--- Information shown Enclosed Below ---
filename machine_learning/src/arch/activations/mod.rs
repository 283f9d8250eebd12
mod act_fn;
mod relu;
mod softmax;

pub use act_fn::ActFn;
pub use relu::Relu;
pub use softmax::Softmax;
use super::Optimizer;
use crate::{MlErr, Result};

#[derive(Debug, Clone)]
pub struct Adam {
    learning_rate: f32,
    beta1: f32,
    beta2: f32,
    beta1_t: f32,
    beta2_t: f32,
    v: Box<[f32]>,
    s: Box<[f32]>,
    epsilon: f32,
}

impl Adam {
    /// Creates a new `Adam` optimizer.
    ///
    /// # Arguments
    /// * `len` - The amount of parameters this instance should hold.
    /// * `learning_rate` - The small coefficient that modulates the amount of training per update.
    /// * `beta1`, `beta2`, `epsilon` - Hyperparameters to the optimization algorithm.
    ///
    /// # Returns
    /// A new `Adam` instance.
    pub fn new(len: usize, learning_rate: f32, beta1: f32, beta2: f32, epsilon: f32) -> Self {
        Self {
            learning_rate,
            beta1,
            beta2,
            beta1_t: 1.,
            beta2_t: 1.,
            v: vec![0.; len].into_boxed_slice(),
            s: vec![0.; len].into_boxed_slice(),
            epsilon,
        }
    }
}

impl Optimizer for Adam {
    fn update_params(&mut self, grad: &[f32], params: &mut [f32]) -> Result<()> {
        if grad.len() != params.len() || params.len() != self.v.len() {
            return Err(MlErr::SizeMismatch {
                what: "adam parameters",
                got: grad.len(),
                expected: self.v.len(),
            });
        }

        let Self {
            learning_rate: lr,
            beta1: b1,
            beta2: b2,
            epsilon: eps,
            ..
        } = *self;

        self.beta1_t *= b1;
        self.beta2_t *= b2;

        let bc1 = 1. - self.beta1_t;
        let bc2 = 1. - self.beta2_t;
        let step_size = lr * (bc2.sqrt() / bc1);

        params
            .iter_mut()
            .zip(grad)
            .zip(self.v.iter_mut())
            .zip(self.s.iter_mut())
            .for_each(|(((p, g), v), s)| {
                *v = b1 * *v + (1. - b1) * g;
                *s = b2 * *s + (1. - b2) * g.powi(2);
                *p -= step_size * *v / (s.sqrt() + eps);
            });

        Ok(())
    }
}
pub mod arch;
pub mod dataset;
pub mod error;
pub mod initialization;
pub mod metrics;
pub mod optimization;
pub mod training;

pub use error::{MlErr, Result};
--- End of Enclosed Information shown ---
--- Information shown Enclosed Below ---
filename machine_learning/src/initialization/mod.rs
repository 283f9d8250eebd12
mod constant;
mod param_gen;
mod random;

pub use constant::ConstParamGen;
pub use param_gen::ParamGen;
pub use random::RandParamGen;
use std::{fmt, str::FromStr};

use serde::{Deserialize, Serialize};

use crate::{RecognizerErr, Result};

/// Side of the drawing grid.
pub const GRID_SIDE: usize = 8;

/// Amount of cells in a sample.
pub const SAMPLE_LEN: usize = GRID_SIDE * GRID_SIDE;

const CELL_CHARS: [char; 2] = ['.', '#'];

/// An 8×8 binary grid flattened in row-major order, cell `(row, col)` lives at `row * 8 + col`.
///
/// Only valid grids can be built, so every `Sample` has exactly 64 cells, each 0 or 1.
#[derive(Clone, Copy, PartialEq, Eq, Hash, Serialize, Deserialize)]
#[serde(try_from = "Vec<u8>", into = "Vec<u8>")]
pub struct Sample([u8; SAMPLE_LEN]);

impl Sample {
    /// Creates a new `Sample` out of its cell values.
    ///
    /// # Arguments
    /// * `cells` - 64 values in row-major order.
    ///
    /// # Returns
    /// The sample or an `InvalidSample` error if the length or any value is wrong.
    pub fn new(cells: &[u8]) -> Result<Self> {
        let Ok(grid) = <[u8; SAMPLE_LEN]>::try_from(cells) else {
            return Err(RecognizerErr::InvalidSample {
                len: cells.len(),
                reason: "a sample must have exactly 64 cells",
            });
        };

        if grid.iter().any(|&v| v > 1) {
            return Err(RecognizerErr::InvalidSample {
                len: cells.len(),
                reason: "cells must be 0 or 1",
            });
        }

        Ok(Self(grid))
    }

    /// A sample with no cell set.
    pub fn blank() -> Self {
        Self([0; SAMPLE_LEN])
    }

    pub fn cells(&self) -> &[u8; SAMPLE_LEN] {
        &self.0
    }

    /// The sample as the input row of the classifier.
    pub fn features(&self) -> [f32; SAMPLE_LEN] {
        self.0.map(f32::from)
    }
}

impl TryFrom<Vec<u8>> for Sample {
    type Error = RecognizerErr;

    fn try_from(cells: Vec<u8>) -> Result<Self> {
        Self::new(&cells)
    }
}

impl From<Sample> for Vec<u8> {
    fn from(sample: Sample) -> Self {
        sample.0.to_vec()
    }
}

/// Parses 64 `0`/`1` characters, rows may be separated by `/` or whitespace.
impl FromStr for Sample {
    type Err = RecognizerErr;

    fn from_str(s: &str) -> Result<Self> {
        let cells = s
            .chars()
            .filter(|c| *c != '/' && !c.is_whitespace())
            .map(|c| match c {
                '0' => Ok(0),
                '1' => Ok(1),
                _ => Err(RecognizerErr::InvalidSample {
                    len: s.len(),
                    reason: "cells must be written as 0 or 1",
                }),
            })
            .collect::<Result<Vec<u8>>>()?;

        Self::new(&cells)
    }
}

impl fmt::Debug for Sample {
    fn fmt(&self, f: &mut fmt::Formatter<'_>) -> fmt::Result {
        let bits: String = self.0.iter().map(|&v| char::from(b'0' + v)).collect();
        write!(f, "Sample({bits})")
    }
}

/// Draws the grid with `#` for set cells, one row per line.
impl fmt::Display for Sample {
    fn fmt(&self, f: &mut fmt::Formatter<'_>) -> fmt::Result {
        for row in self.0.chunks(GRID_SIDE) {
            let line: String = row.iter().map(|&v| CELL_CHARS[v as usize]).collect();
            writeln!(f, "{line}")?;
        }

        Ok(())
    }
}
--- End of Enclosed Information shown ---
--- Information shown Enclosed Below ---
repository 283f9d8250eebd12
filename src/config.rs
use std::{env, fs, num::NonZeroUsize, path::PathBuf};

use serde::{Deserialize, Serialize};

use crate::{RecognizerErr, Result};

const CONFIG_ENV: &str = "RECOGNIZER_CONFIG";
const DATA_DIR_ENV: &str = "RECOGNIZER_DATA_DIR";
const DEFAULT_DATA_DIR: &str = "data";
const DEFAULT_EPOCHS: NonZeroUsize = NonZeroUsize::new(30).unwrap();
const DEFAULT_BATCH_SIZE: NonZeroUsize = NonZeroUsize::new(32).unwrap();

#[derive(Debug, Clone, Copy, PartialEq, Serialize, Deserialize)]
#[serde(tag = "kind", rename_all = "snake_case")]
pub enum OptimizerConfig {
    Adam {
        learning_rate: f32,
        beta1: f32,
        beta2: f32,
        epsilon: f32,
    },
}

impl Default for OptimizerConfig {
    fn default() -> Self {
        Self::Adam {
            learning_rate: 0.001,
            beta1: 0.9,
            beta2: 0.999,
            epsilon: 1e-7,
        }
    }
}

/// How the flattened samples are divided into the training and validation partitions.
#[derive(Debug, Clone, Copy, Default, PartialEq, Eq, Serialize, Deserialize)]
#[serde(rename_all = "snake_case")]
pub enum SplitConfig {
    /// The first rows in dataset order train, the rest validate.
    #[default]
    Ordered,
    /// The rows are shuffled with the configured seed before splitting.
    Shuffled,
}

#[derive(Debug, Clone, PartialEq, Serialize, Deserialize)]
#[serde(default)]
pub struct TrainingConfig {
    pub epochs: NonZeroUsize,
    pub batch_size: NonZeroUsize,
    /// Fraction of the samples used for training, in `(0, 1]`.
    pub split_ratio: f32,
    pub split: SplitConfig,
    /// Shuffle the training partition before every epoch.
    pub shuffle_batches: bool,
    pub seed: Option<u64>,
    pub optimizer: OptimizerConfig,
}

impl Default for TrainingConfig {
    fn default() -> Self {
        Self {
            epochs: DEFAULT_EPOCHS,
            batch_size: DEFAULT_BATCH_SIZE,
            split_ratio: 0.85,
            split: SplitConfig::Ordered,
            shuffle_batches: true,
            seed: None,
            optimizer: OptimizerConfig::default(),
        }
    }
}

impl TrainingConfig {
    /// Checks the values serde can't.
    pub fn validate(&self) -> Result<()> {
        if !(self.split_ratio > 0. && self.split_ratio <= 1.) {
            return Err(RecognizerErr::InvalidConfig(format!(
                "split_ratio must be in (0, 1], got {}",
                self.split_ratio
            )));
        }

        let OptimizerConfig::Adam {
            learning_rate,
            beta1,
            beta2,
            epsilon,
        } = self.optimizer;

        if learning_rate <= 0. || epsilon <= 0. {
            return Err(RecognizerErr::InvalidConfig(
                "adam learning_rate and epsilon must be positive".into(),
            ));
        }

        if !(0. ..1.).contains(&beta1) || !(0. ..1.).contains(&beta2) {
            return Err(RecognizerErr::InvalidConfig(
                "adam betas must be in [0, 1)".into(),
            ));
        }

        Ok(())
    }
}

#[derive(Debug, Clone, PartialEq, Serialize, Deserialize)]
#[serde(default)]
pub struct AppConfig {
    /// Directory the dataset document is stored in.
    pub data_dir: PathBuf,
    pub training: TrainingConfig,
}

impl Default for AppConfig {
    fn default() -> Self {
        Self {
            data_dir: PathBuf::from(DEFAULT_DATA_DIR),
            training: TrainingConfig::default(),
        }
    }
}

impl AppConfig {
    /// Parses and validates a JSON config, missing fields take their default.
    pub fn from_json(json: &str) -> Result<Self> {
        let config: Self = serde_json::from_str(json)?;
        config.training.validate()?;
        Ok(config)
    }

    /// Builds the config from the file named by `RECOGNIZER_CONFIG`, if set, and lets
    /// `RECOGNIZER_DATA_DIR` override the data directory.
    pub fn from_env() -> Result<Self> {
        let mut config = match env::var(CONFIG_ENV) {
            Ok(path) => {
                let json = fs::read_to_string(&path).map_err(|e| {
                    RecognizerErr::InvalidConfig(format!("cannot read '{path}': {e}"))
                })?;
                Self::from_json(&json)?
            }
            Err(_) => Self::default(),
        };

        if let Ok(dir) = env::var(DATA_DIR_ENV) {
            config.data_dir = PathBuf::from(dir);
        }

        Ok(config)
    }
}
--- End of Enclosed Information shown ---
▸ Task prompt
Please copy every line in the entries where "struct" appears.

▸ Answer section
pub struct Adam {
pub struct Sample([u8; SAMPLE_LEN]);
pub struct TrainingConfig {
pub struct AppConfig {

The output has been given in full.